A Sonhar Venci Mundos
Maria Bethânia
O poder dos sonhos em “A Sonhar Venci Mundos” de Maria Bethânia
Em “A Sonhar Venci Mundos”, Maria Bethânia interpreta um poema de Fernando Pessoa, adaptado por Sueli Costa, que destaca o papel fundamental dos sonhos e da imaginação na vida. O verso “A sonhar eu venci mundos” mostra como o ato de sonhar pode ser uma força transformadora, permitindo superar limites e dificuldades que a realidade impõe. A música reforça essa ideia ao afirmar “Minha vida um sonho foi” e “A Ilusão é mãe da vida”, indicando que a ilusão, longe de ser algo negativo, é vista como um elemento vital que impulsiona a existência e ameniza as dores do cotidiano. Isso fica claro em “Cerra teus olhos profundos / Para a verdade que dói”, sugerindo que, às vezes, é preciso se proteger da dureza da realidade para seguir em frente.
Outro ponto central da canção é a relação entre loucura, criatividade e transcendência. Ao dizer “Fui doido e tido por Deus. / Só a loucura incompreendida / Vai avante para os céus”, a letra sugere que aqueles que ousam sonhar e desafiar o senso comum são frequentemente vistos como loucos, mas é justamente essa ousadia que os aproxima do sublime ou do divino.
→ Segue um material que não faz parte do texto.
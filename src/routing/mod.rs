use crate::models::{Extension, ForwardingMode, MemberKind, RankMode};
use serde::{Deserialize, Serialize};
use std::collections::BTreeMap;
use std::fmt;
use uuid::Uuid;

pub mod discovery;
pub mod dispatcher;
pub mod generator;

pub use discovery::TreeDiscovery;
pub use dispatcher::{DiagnosticReport, Dispatcher, RouteOutcome, RouteRequest};
pub use generator::RouteGenerator;

/// Per-request context: the opaque call identifier, the resolved caller and
/// the dialed number.
#[derive(Debug, Clone)]
pub struct CallContext {
    pub call_id: String,
    pub caller: Extension,
    pub called: String,
}

impl CallContext {
    pub fn new(caller: Extension, called: String, call_id: Option<String>) -> Self {
        let call_id = call_id
            .filter(|id| !id.is_empty())
            .map(|id| sanitize_call_id(&id))
            .unwrap_or_else(|| Uuid::new_v4().simple().to_string());
        Self {
            call_id,
            caller,
            called,
        }
    }
}

/// Call ids become the middle part of `stage1-<call-id>-<tree-path>` names,
/// where `-` separates the id from the tree path. Externally-supplied ids
/// (e.g. an engine billing id) are reduced to alphanumerics so the name
/// parses back unambiguously.
fn sanitize_call_id(id: &str) -> String {
    id.chars()
        .map(|c| if c.is_ascii_alphanumeric() { c } else { '_' })
        .collect()
}

/// Deterministic position of a node in the routing tree, e.g. `1`,
/// `1-fr0-3`, `1-fr0-3-fwd`. Doubles as the cache key suffix and as the
/// symbolic late-route name of inner nodes.
#[derive(Debug, Clone, PartialEq, Eq, Hash, Serialize, Deserialize)]
#[serde(transparent)]
pub struct TreePath(String);

impl TreePath {
    pub fn root() -> Self {
        Self("1".to_string())
    }

    pub fn rank_member(&self, rank_index: i32, position: usize) -> Self {
        Self(format!("{}-fr{}-{}", self.0, rank_index, position))
    }

    pub fn forward(&self) -> Self {
        Self(format!("{}-fwd", self.0))
    }

    pub fn as_str(&self) -> &str {
        &self.0
    }
}

impl fmt::Display for TreePath {
    fn fmt(&self, f: &mut fmt::Formatter<'_>) -> fmt::Result {
        f.write_str(&self.0)
    }
}

/// One routing instruction for the telephone engine: a scheme+address target
/// and its parameter words. The ordered map keeps serialization stable.
#[derive(Debug, Clone, PartialEq, Serialize, Deserialize)]
pub struct CallTarget {
    pub target: String,
    #[serde(default, skip_serializing_if = "BTreeMap::is_empty")]
    pub params: BTreeMap<String, String>,
}

impl CallTarget {
    pub fn new(target: impl Into<String>) -> Self {
        Self {
            target: target.into(),
            params: BTreeMap::new(),
        }
    }

    pub fn set(&mut self, key: impl Into<String>, value: impl Into<String>) {
        self.params.insert(key.into(), value.into());
    }
}

/// The generator's output per inner node and for the root: either an
/// immediate terminal instruction or a fork whose symbolic target is looked
/// up later through the cache.
#[derive(Debug, Clone, PartialEq, Serialize, Deserialize)]
#[serde(tag = "type", rename_all = "lowercase")]
pub enum RoutingResult {
    Simple {
        target: CallTarget,
    },
    Fork {
        target: CallTarget,
        fork_targets: Vec<CallTarget>,
    },
}

impl RoutingResult {
    pub fn target(&self) -> &CallTarget {
        match self {
            RoutingResult::Simple { target } => target,
            RoutingResult::Fork { target, .. } => target,
        }
    }

    pub fn target_mut(&mut self) -> &mut CallTarget {
        match self {
            RoutingResult::Simple { target } => target,
            RoutingResult::Fork { target, .. } => target,
        }
    }

    pub fn is_fork(&self) -> bool {
        matches!(self, RoutingResult::Fork { .. })
    }

    pub fn to_bytes(&self) -> Result<Vec<u8>, serde_json::Error> {
        serde_json::to_vec(self)
    }

    pub fn from_bytes(bytes: &[u8]) -> Result<Self, serde_json::Error> {
        serde_json::from_slice(bytes)
    }
}

#[derive(Debug, Clone, Copy, PartialEq, Eq, Serialize)]
#[serde(rename_all = "lowercase")]
pub enum LogLevel {
    Info,
    Warn,
}

/// Discovery log attached to the node it was observed on.
#[derive(Debug, Clone, Serialize)]
pub struct NodeLog {
    pub level: LogLevel,
    pub message: String,
    #[serde(skip_serializing_if = "Option::is_none")]
    pub related: Option<TreePath>,
}

/// ON_BUSY / ON_UNAVAILABLE forward: no discovery child, the engine resolves
/// the condition at call time from per-target parameters.
#[derive(Debug, Clone, Serialize)]
pub struct ConditionalForward {
    pub on: ForwardingMode,
    pub target_number: String,
}

impl ConditionalForward {
    /// Engine-side stop reason the condition maps to.
    pub fn stop_reason(&self) -> &'static str {
        match self.on {
            ForwardingMode::OnUnavailable => "offline",
            _ => "busy",
        }
    }
}

/// A fork rank as realized in the routing tree.
#[derive(Debug, Serialize)]
pub struct TreeRank {
    pub index: i32,
    pub mode: RankMode,
    pub delay: Option<i32>,
    /// Synthetic rank carrying a delayed forward target; its emission delay
    /// is resolved against the accumulated delays of the preceding ranks.
    #[serde(skip_serializing_if = "std::ops::Not::not")]
    pub forward_fallback: bool,
    pub members: Vec<TreeMember>,
}

#[derive(Debug, Serialize)]
pub struct TreeMember {
    #[serde(rename = "type")]
    pub kind: MemberKind,
    pub active: bool,
    pub node: MemberNode,
}

/// What a rank member rings: the owning extension's own device (multiring
/// self member, delayed-forward rank 0) or a child node of the tree.
#[derive(Debug, Serialize)]
#[serde(rename_all = "snake_case")]
pub enum MemberNode {
    Device,
    Child(RouteNode),
}

/// A node of the per-request routing tree. The tree is strictly owned, one
/// parent per node; the extension graph's cycles are cut during discovery.
#[derive(Debug, Serialize)]
pub struct RouteNode {
    pub extension: Extension,
    pub tree_path: TreePath,
    pub active: bool,
    #[serde(skip_serializing_if = "Vec::is_empty")]
    pub logs: Vec<NodeLog>,
    #[serde(skip_serializing_if = "Option::is_none")]
    pub conditional_forward: Option<ConditionalForward>,
    #[serde(skip_serializing_if = "Option::is_none")]
    pub forward: Option<Box<RouteNode>>,
    #[serde(skip_serializing_if = "Vec::is_empty")]
    pub fork_ranks: Vec<TreeRank>,
}

impl RouteNode {
    pub fn is_leaf(&self) -> bool {
        self.forward.is_none() && self.fork_ranks.is_empty()
    }

    pub fn log(&mut self, level: LogLevel, message: impl Into<String>, related: Option<TreePath>) {
        self.logs.push(NodeLog {
            level,
            message: message.into(),
            related,
        });
    }

    /// Active leaf extension ids of the subtree, in emission order.
    pub fn active_leaves(&self) -> Vec<i32> {
        let mut out = Vec::new();
        self.collect_active_leaves(&mut out);
        out
    }

    fn collect_active_leaves(&self, out: &mut Vec<i32>) {
        if !self.active {
            return;
        }
        if let Some(fwd) = &self.forward {
            fwd.collect_active_leaves(out);
            return;
        }
        if self.fork_ranks.is_empty() {
            out.push(self.extension.id);
            return;
        }
        for rank in &self.fork_ranks {
            for member in &rank.members {
                if !member.active {
                    continue;
                }
                match &member.node {
                    MemberNode::Device => out.push(self.extension.id),
                    MemberNode::Child(child) => child.collect_active_leaves(out),
                }
            }
        }
    }
}

/// Parse a symbolic late-route name, with or without the `lateroute/`
/// prefix, into (call id, tree path).
pub fn parse_symbolic(name: &str) -> Option<(&str, &str)> {
    let rest = name.strip_prefix("lateroute/").unwrap_or(name);
    let rest = rest.strip_prefix("stage1-")?;
    let (call_id, tree_path) = rest.split_once('-')?;
    if call_id.is_empty() || tree_path.is_empty() {
        return None;
    }
    Some((call_id, tree_path))
}

/// The symbolic deferred-route target of an inner node.
pub fn symbolic_name(call_id: &str, tree_path: &TreePath) -> String {
    format!("lateroute/stage1-{}-{}", call_id, tree_path)
}

#[cfg(test)]
mod tests {
    use super::*;

    #[test]
    fn test_tree_path_assignment() {
        let root = TreePath::root();
        assert_eq!(root.as_str(), "1");
        let member = root.rank_member(0, 3);
        assert_eq!(member.as_str(), "1-fr0-3");
        assert_eq!(member.forward().as_str(), "1-fr0-3-fwd");
    }

    #[test]
    fn test_parse_symbolic_names() {
        let name = "lateroute/stage1-83ded8b334034789a2c0e1405a54af76-1-fr0-3";
        let (call_id, path) = parse_symbolic(name).unwrap();
        assert_eq!(call_id, "83ded8b334034789a2c0e1405a54af76");
        assert_eq!(path, "1-fr0-3");

        assert_eq!(parse_symbolic("stage1-abc-1"), Some(("abc", "1")));
        assert!(parse_symbolic("stage2-abc-1").is_none());
        assert!(parse_symbolic("stage1-abc").is_none());
        assert!(parse_symbolic("stage1--1").is_none());
    }

    #[test]
    fn test_routing_result_roundtrip() {
        let mut target = CallTarget::new("lateroute/stage1-abc-1");
        target.set("x_eventphone_id", "abc");
        let result = RoutingResult::Fork {
            target,
            fork_targets: vec![CallTarget::new("lateroute/2002"), CallTarget::new("|next=0")],
        };
        let bytes = result.to_bytes().unwrap();
        let back = RoutingResult::from_bytes(&bytes).unwrap();
        assert_eq!(result, back);
        // serialization is stable under re-serialize
        assert_eq!(bytes, back.to_bytes().unwrap());
    }

    #[test]
    fn test_call_context_generates_call_id() {
        let caller = Extension::external_placeholder("4748");
        let ctx = CallContext::new(caller.clone(), "2000".to_string(), None);
        assert_eq!(ctx.call_id.len(), 32);
        assert!(ctx.call_id.chars().all(|c| c.is_ascii_hexdigit()));

        let ctx = CallContext::new(caller, "2000".to_string(), Some("0xabc123".to_string()));
        assert_eq!(ctx.call_id, "0xabc123");
    }

    #[test]
    fn test_call_context_sanitizes_external_call_ids() {
        let caller = Extension::external_placeholder("4748");
        let ctx = CallContext::new(caller, "2000".to_string(), Some("PBX-42/77".to_string()));
        assert_eq!(ctx.call_id, "PBX_42_77");

        // the sanitized id keeps symbolic names parseable at the first dash
        let name = symbolic_name(&ctx.call_id, &TreePath::root().rank_member(0, 3));
        assert_eq!(parse_symbolic(&name), Some(("PBX_42_77", "1-fr0-3")));
    }
}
O contexto do poema de Pessoa reforça essa visão, mostrando que a criatividade e a capacidade de sonhar são caminhos legítimos para a realização pessoal e espiritual. Assim, a música convida o ouvinte a valorizar os sonhos e a imaginação como formas de resistência e superação diante das dificuldades da vida.
O significado desta letra foi gerado automaticamente.